Take every entry below and copy it out word for word.

BEGIN

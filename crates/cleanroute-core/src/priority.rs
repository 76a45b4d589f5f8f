//! Priority-window penalty computation (spec §4.3).

use cleanroute_domain::{Priority, PriorityWindow, PriorityWindows};
use serde::Serialize;

/// Reason code for an out-of-window start, or `None` when the start fell
/// inside the preferred window.
#[derive(Debug, Clone, Copy, PartialEq, Eq, Serialize)]
pub enum PenaltyReason {
    EoOutOfPreferredStartWindow,
    HpOutOfPreferredStartWindow,
    LpBeforeMinStart,
}

impl PenaltyReason {
    pub fn code(self) -> &'static str {
        match self {
            PenaltyReason::EoOutOfPreferredStartWindow => "EO_OUT_OF_PREFERRED_START_WINDOW",
            PenaltyReason::HpOutOfPreferredStartWindow => "HP_OUT_OF_PREFERRED_START_WINDOW",
            PenaltyReason::LpBeforeMinStart => "LP_BEFORE_MIN_START",
        }
    }
}

/// The result of evaluating a scheduled start against its priority's window.
#[derive(Debug, Clone, Copy, PartialEq)]
pub struct PenaltyOutcome {
    pub penalty: i64,
    pub reason: Option<PenaltyReason>,
}

fn window_for(priority: Priority, windows: &PriorityWindows) -> PriorityWindow {
    match priority {
        Priority::Eo => windows.eo,
        Priority::Hp => windows.hp,
        Priority::Lp => windows.lp,
    }
}

fn reason_for(priority: Priority) -> PenaltyReason {
    match priority {
        Priority::Eo => PenaltyReason::EoOutOfPreferredStartWindow,
        Priority::Hp => PenaltyReason::HpOutOfPreferredStartWindow,
        Priority::Lp => PenaltyReason::LpBeforeMinStart,
    }
}

/// Distance from `start_min` to the nearest point of `[start-grace, end+grace]`
/// (or `[start-grace, +inf)` when `end` is absent), zero when inside.
fn distance_to_window(start_min: i64, window: &PriorityWindow) -> i64 {
    let lower = window.start_min - window.grace_min;
    match window.end_min {
        Some(end) => {
            let upper = end + window.grace_min;
            if start_min < lower {
                lower - start_min
            } else if start_min > upper {
                start_min - upper
            } else {
                0
            }
        }
        None => {
            if start_min < lower {
                lower - start_min
            } else {
                0
            }
        }
    }
}

/// Compute the penalty for a task scheduled to start at `start_min` (minutes
/// from midnight) given its priority (spec §4.3's penalty function).
pub fn compute_penalty(
    priority: Priority,
    start_min: i64,
    windows: &PriorityWindows,
) -> PenaltyOutcome {
    let window = window_for(priority, windows);
    let distance = distance_to_window(start_min, &window);
    if distance == 0 {
        return PenaltyOutcome { penalty: 0, reason: None };
    }
    let penalty = (window.k * distance as f64).min(window.cap).round() as i64;
    PenaltyOutcome {
        penalty,
        reason: Some(reason_for(priority)),
    }
}
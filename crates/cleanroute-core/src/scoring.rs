//! Group compactness and cleaner-fit scorers (spec §4.2).

use crate::geo::round_1dp;
use cleanroute_domain::{CleanerScoreBreakdown, CleanerScoreWeights, GroupScoreBreakdown, GroupScoreWeights};

/// Score a candidate group's compactness.
///
/// `base − avg_travel_weight·avg_travel_min − max_travel_weight·max_travel_min
/// + (same_zone_bonus if all tasks share the seed's zone)`, rounded to 0.1.
pub fn score_group(
    avg_travel_min: f64,
    max_travel_min: i64,
    same_zone: bool,
    weights: GroupScoreWeights,
) -> GroupScoreBreakdown {
    GroupScoreBreakdown {
        base: weights.base,
        avg_travel_penalty: weights.avg_travel * avg_travel_min,
        max_travel_penalty: weights.max_travel * max_travel_min as f64,
        same_zone_bonus: if same_zone { weights.same_zone_bonus } else { 0.0 },
    }
}

/// Score a cleaner's fit for a group.
///
/// `base − travel_weight·travel_from_last_position_min − load_weight·current_load
/// + (preference_bonus if any task's client is preferred)`, rounded to 0.1.
pub fn score_cleaner(
    travel_from_last_position_min: i64,
    current_load: u32,
    preference_applies: bool,
    weights: CleanerScoreWeights,
) -> CleanerScoreBreakdown {
    CleanerScoreBreakdown {
        base: weights.base,
        travel_penalty: weights.travel * travel_from_last_position_min as f64,
        load_penalty: weights.load * current_load as f64,
        preference_bonus: if preference_applies { weights.preference_bonus } else { 0.0 },
    }
}

/// Round a total score to the spec's one-decimal precision.
pub fn rounded_total(total: f64) -> f64 {
    round_1dp(total)
}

END

* _Result of the exercise_
filename crates/cleanroute-core/src/priority.rs
repository 76a45b4d589f5f8f
//! Priority-window penalty computation (spec §4.3).

use cleanroute_domain::{Priority, PriorityWindow, PriorityWindows};
use serde::Serialize;

/// Reason code for an out-of-window start, or `None` when the start fell
/// inside the preferred window.
#[derive(Debug, Clone, Copy, PartialEq, Eq, Serialize)]
pub enum PenaltyReason {
    EoOutOfPreferredStartWindow,
    HpOutOfPreferredStartWindow,
    LpBeforeMinStart,
}

impl PenaltyReason {
    pub fn code(self) -> &'static str {
        match self {
            PenaltyReason::EoOutOfPreferredStartWindow => "EO_OUT_OF_PREFERRED_START_WINDOW",
            PenaltyReason::HpOutOfPreferredStartWindow => "HP_OUT_OF_PREFERRED_START_WINDOW",
            PenaltyReason::LpBeforeMinStart => "LP_BEFORE_MIN_START",
        }
    }
}

/// The result of evaluating a scheduled start against its priority's window.
#[derive(Debug, Clone, Copy, PartialEq)]
pub struct PenaltyOutcome {
    pub penalty: i64,
    pub reason: Option<PenaltyReason>,
}

fn window_for(priority: Priority, windows: &PriorityWindows) -> PriorityWindow {
    match priority {
        Priority::Eo => windows.eo,
        Priority::Hp => windows.hp,
        Priority::Lp => windows.lp,
    }
}

fn reason_for(priority: Priority) -> PenaltyReason {
    match priority {
        Priority::Eo => PenaltyReason::EoOutOfPreferredStartWindow,
        Priority::Hp => PenaltyReason::HpOutOfPreferredStartWindow,
        Priority::Lp => PenaltyReason::LpBeforeMinStart,
    }
}

/// Distance from `start_min` to the nearest point of `[start-grace, end+grace]`
/// (or `[start-grace, +inf)` when `end` is absent), zero when inside.
fn distance_to_window(start_min: i64, window: &PriorityWindow) -> i64 {
    let lower = window.start_min - window.grace_min;
    match window.end_min {
        Some(end) => {
            let upper = end + window.grace_min;
            if start_min < lower {
                lower - start_min
            } else if start_min > upper {
                start_min - upper
            } else {
                0
            }
        }
        None => {
            if start_min < lower {
                lower - start_min
            } else {
                0
            }
        }
    }
}

/// Compute the penalty for a task scheduled to start at `start_min` (minutes
/// from midnight) given its priority (spec §4.3's penalty function).
pub fn compute_penalty(
    priority: Priority,
    start_min: i64,
    windows: &PriorityWindows,
) -> PenaltyOutcome {
    let window = window_for(priority, windows);
    let distance = distance_to_window(start_min, &window);
    if distance == 0 {
        return PenaltyOutcome { penalty: 0, reason: None };
    }
    let penalty = (window.k * distance as f64).min(window.cap).round() as i64;
    PenaltyOutcome {
        penalty,
        reason: Some(reason_for(priority)),
    }
}
filename crates/cleanroute-core/src/scoring.rs
//! Group compactness and cleaner-fit scorers (spec §4.2).

use crate::geo::round_1dp;
use cleanroute_domain::{CleanerScoreBreakdown, CleanerScoreWeights, GroupScoreBreakdown, GroupScoreWeights};

/// Score a candidate group's compactness.
///
/// `base − avg_travel_weight·avg_travel_min − max_travel_weight·max_travel_min
/// + (same_zone_bonus if all tasks share the seed's zone)`, rounded to 0.1.
pub fn score_group(
    avg_travel_min: f64,
    max_travel_min: i64,
    same_zone: bool,
    weights: GroupScoreWeights,
) -> GroupScoreBreakdown {
    GroupScoreBreakdown {
        base: weights.base,
        avg_travel_penalty: weights.avg_travel * avg_travel_min,
        max_travel_penalty: weights.max_travel * max_travel_min as f64,
        same_zone_bonus: if same_zone { weights.same_zone_bonus } else { 0.0 },
    }
}

/// Score a cleaner's fit for a group.
///
/// `base − travel_weight·travel_from_last_position_min − load_weight·current_load
/// + (preference_bonus if any task's client is preferred)`, rounded to 0.1.
pub fn score_cleaner(
    travel_from_last_position_min: i64,
    current_load: u32,
    preference_applies: bool,
    weights: CleanerScoreWeights,
) -> CleanerScoreBreakdown {
    CleanerScoreBreakdown {
        base: weights.base,
        travel_penalty: weights.travel * travel_from_last_position_min as f64,
        load_penalty: weights.load * current_load as f64,
        preference_bonus: if preference_applies { weights.preference_bonus } else { 0.0 },
    }
}

/// Round a total score to the spec's one-decimal precision.
pub fn rounded_total(total: f64) -> f64 {
    round_1dp(total)
}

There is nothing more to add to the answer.